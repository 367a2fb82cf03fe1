//! Provider time handling.
//!
//! The real-time provider reports ISO 8601 timestamps, usually without an
//! offset (Dutch local time). The scheduled backend reports bare GTFS
//! wall-clock times ("HH:MM:SS", hours may exceed 23 for trips running past
//! midnight). Both are turned into absolute UTC instants here.

use std::fmt;

use chrono::{DateTime, Duration, NaiveDateTime, TimeZone, Utc};
use chrono_tz::Tz;

/// Error returned when parsing an invalid time string.
#[derive(Debug, Clone, PartialEq, Eq, thiserror::Error)]
#[error("invalid time: {reason}")]
pub struct TimeError {
    reason: &'static str,
}

impl TimeError {
    fn new(reason: &'static str) -> Self {
        Self { reason }
    }
}

/// A timetable wall-clock time relative to the start of a service day.
///
/// GTFS allows hours beyond 23: "25:10:00" is 01:10 on the following
/// calendar day. Hours up to 47 are accepted.
///
/// # Examples
///
/// ```
/// use nextride::domain::ServiceTime;
///
/// let t = ServiceTime::parse("14:30:00").unwrap();
/// assert_eq!(t.to_string(), "14:30:00");
///
/// let late = ServiceTime::parse("25:10:00").unwrap();
/// assert_eq!(late.day_offset(), 1);
///
/// assert!(ServiceTime::parse("14:3").is_err());
/// assert!(ServiceTime::parse("14:61:00").is_err());
/// ```
#[derive(Clone, Copy, PartialEq, Eq, PartialOrd, Ord, Hash)]
pub struct ServiceTime {
    seconds: u32,
}

impl ServiceTime {
    const MAX_HOUR: u32 = 47;

    /// Parse "HH:MM:SS" or "HH:MM".
    pub fn parse(s: &str) -> Result<Self, TimeError> {
        let s = s.trim();
        let bytes = s.as_bytes();

        if bytes.len() != 5 && bytes.len() != 8 {
            return Err(TimeError::new("expected HH:MM:SS or HH:MM format"));
        }
        if bytes[2] != b':' || (bytes.len() == 8 && bytes[5] != b':') {
            return Err(TimeError::new("expected colon separators"));
        }

        let hour =
            parse_two_digits(&bytes[0..2]).ok_or_else(|| TimeError::new("invalid hour digits"))?;
        if hour > Self::MAX_HOUR {
            return Err(TimeError::new("hour must be 0-47"));
        }

        let minute = parse_two_digits(&bytes[3..5])
            .ok_or_else(|| TimeError::new("invalid minute digits"))?;
        if minute > 59 {
            return Err(TimeError::new("minute must be 0-59"));
        }

        let second = if bytes.len() == 8 {
            parse_two_digits(&bytes[6..8])
                .ok_or_else(|| TimeError::new("invalid second digits"))?
        } else {
            0
        };
        if second > 59 {
            return Err(TimeError::new("second must be 0-59"));
        }

        Ok(Self {
            seconds: hour * 3600 + minute * 60 + second,
        })
    }

    /// Whole days past the service day this time falls on.
    pub fn day_offset(&self) -> u32 {
        self.seconds / 86_400
    }

    pub fn seconds_since_midnight(&self) -> u32 {
        self.seconds
    }
}

impl fmt::Debug for ServiceTime {
    fn fmt(&self, f: &mut fmt::Formatter<'_>) -> fmt::Result {
        write!(f, "ServiceTime({self})")
    }
}

impl fmt::Display for ServiceTime {
    fn fmt(&self, f: &mut fmt::Formatter<'_>) -> fmt::Result {
        write!(
            f,
            "{:02}:{:02}:{:02}",
            self.seconds / 3600,
            (self.seconds / 60) % 60,
            self.seconds % 60
        )
    }
}

/// Parse two ASCII digit bytes into a u32.
fn parse_two_digits(bytes: &[u8]) -> Option<u32> {
    if bytes.len() != 2 {
        return None;
    }
    let d1 = (bytes[0] as char).to_digit(10)?;
    let d2 = (bytes[1] as char).to_digit(10)?;
    Some(d1 * 10 + d2)
}

/// A timetable time this far behind `now` is taken to mean tomorrow.
///
/// Late at night the backend already lists the first departures of the next
/// morning; anchored to today they would appear almost a day in the past.
const ROLLOVER_THRESHOLD_HOURS: i64 = 12;

/// Anchor a wall-clock timetable time to an absolute instant.
///
/// The time is placed on today's date in `tz`. If that instant is more than
/// 12 hours before `now`, it is moved to tomorrow instead.
///
/// Returns `None` only if the local time cannot be represented at all.
///
/// # Examples
///
/// ```
/// use chrono::{TimeZone, Timelike};
/// use chrono_tz::Europe::Amsterdam;
/// use nextride::domain::{ServiceTime, anchor_service_time};
///
/// // 23:30 in Amsterdam; a 00:15 departure is tomorrow's.
/// let now = Amsterdam
///     .with_ymd_and_hms(2024, 3, 15, 23, 30, 0)
///     .unwrap()
///     .with_timezone(&chrono::Utc);
/// let t = ServiceTime::parse("00:15:00").unwrap();
/// let at = anchor_service_time(t, now, Amsterdam).unwrap().with_timezone(&Amsterdam);
/// assert_eq!(at.date_naive().to_string(), "2024-03-16");
/// assert_eq!(at.hour(), 0);
/// ```
pub fn anchor_service_time(time: ServiceTime, now: DateTime<Utc>, tz: Tz) -> Option<DateTime<Utc>> {
    let today = now.with_timezone(&tz).date_naive();
    let naive = today.and_hms_opt(0, 0, 0)? + Duration::seconds(i64::from(time.seconds));

    let anchored = resolve_local(naive, tz)?;
    if now.signed_duration_since(anchored) > Duration::hours(ROLLOVER_THRESHOLD_HOURS) {
        return resolve_local(naive + Duration::days(1), tz);
    }

    Some(anchored)
}

/// Parse a provider timestamp.
///
/// Timestamps carrying an offset (`2024-03-15T10:30:00+01:00`, `...Z`) are
/// taken as-is; bare local timestamps (`2024-03-15T10:30:00`) are read in
/// `tz`.
pub fn parse_provider_timestamp(s: &str, tz: Tz) -> Result<DateTime<Utc>, TimeError> {
    let s = s.trim();

    if let Ok(dt) = DateTime::parse_from_rfc3339(s) {
        return Ok(dt.with_timezone(&Utc));
    }

    let naive = NaiveDateTime::parse_from_str(s, "%Y-%m-%dT%H:%M:%S%.f")
        .map_err(|_| TimeError::new("expected ISO 8601 timestamp"))?;

    resolve_local(naive, tz).ok_or_else(|| TimeError::new("local time does not exist"))
}

/// Resolve a local wall-clock time in `tz`.
///
/// Ambiguous times (clocks going back) take the earlier instant; times in a
/// DST gap (clocks going forward) are shifted forward by an hour.
fn resolve_local(naive: NaiveDateTime, tz: Tz) -> Option<DateTime<Utc>> {
    tz.from_local_datetime(&naive)
        .earliest()
        .or_else(|| tz.from_local_datetime(&(naive + Duration::hours(1))).earliest())
        .map(|dt| dt.with_timezone(&Utc))
}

■ Work to complete
Print exactly the lines from the one containing "tz.from_local_datetime(&naive)" through the last line of the records above, both included.

■ Solved exercise
    tz.from_local_datetime(&naive)
        .earliest()
        .or_else(|| tz.from_local_datetime(&(naive + Duration::hours(1))).earliest())
        .map(|dt| dt.with_timezone(&Utc))
}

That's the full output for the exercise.